>>>
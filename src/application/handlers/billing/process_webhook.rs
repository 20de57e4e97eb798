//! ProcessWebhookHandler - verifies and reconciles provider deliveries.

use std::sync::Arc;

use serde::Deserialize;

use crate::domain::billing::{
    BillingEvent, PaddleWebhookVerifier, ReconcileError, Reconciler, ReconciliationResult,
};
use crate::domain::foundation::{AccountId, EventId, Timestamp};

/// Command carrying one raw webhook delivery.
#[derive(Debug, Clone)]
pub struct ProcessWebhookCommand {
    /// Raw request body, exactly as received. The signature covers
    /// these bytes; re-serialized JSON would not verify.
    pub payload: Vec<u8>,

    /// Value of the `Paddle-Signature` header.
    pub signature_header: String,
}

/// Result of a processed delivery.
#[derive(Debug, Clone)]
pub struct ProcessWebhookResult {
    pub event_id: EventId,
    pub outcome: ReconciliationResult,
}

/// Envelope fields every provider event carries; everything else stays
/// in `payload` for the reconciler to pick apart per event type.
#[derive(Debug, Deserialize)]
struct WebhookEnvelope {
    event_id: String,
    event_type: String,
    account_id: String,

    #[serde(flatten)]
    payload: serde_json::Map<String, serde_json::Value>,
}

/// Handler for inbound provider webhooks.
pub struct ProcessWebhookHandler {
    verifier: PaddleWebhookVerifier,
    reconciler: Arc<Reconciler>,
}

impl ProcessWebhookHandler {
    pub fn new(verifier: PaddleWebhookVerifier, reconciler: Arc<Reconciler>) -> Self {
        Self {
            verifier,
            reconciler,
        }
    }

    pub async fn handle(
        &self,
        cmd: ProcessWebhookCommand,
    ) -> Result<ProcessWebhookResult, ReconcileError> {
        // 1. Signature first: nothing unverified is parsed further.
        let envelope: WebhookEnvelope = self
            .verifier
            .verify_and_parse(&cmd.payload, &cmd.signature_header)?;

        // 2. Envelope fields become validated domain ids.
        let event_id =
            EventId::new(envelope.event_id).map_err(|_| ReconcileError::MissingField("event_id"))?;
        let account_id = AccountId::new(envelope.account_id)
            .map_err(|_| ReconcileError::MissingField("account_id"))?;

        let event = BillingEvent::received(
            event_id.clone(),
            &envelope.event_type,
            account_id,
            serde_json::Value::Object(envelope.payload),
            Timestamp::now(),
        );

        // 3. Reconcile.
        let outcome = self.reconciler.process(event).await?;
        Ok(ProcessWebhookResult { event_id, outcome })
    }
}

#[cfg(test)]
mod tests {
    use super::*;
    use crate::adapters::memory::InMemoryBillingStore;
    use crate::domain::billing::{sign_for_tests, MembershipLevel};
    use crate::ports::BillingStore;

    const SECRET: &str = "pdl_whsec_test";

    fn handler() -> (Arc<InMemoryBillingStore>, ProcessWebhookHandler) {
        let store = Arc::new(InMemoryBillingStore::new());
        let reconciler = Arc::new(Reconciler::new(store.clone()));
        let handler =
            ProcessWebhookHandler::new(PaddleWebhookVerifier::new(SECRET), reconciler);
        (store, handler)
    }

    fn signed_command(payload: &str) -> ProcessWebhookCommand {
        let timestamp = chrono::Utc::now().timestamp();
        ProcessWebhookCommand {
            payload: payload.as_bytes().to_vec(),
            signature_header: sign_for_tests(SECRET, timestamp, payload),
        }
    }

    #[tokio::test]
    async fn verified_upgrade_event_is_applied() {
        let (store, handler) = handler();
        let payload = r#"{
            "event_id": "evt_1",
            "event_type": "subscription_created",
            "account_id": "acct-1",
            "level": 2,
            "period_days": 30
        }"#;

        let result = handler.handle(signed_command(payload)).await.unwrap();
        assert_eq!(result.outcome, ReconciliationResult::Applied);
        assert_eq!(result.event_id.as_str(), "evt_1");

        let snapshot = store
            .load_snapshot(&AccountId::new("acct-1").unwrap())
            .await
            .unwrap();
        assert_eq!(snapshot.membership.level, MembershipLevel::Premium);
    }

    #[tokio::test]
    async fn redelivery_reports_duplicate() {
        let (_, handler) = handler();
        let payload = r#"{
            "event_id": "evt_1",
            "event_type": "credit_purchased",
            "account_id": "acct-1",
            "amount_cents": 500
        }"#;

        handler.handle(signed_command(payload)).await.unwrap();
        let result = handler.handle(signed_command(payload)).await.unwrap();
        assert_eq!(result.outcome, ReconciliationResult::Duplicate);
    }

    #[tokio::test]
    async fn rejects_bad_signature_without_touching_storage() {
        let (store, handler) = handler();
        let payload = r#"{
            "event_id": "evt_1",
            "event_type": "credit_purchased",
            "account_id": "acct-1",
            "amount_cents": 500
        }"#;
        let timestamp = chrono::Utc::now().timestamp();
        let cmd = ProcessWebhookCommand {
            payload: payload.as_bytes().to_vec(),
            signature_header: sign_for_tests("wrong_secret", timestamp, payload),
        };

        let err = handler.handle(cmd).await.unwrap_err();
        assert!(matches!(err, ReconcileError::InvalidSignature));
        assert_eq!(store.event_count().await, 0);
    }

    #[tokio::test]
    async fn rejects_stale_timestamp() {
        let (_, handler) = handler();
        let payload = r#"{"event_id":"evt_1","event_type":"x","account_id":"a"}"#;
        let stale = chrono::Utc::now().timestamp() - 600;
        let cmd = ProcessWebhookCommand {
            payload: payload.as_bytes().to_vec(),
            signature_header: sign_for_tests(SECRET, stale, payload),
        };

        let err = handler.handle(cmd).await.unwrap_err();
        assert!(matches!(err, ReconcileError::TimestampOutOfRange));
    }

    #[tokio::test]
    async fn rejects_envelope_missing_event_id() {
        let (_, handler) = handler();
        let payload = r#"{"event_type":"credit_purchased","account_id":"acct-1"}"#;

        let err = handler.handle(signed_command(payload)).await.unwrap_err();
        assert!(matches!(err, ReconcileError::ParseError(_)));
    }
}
<<<
>>>
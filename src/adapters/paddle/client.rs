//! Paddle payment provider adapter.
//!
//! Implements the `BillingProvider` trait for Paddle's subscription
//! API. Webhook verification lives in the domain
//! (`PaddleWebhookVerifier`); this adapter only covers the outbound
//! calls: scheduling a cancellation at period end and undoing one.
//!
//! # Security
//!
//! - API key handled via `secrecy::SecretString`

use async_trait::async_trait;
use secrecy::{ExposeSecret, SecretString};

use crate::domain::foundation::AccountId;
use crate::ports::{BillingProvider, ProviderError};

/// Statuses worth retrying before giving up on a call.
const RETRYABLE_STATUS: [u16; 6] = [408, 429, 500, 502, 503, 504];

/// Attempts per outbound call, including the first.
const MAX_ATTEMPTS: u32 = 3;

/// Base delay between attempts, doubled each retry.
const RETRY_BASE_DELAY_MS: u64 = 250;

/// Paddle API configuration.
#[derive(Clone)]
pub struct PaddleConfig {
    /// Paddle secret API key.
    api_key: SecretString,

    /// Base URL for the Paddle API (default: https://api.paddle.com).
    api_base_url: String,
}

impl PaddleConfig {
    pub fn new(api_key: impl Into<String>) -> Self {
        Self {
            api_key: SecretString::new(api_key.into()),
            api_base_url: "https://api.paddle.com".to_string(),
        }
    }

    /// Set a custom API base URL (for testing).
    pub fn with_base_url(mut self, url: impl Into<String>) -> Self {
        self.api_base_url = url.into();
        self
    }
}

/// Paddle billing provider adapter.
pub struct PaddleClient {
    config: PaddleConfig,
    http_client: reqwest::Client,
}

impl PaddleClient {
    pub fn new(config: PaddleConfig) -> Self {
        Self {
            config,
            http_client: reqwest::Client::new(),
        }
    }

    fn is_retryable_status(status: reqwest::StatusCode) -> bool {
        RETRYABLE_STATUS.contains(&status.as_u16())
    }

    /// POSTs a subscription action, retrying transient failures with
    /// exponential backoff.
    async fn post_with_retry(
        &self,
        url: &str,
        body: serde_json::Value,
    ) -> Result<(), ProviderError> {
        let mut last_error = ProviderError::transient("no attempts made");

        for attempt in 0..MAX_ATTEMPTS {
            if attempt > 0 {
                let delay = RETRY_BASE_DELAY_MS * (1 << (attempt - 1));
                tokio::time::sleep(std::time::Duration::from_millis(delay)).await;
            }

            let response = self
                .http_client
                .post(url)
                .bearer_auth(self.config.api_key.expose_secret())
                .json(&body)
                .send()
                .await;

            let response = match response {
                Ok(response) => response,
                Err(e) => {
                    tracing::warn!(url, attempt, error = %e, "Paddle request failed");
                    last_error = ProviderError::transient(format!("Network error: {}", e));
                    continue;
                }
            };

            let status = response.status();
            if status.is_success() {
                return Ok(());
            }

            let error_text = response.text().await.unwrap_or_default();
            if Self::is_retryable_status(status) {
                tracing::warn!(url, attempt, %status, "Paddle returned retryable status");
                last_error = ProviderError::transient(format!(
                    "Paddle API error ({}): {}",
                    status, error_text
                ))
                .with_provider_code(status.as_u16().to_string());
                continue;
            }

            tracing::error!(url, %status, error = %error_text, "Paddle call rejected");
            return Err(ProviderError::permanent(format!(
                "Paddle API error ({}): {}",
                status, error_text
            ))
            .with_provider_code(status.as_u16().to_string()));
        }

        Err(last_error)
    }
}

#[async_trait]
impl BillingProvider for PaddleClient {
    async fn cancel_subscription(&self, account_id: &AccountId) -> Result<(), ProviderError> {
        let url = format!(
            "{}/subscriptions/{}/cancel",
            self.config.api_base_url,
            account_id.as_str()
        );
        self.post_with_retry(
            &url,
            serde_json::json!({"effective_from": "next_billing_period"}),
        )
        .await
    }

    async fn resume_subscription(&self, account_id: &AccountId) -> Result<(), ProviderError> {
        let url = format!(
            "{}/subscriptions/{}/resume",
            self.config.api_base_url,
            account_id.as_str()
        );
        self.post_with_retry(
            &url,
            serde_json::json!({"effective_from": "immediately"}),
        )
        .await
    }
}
<<<
## Problem
Find every line in the records above that holds the word "adapters", and copy each one.

## Written answer
    use crate::adapters::memory::InMemoryBillingStore;
filename src/adapters/paddle/client.rs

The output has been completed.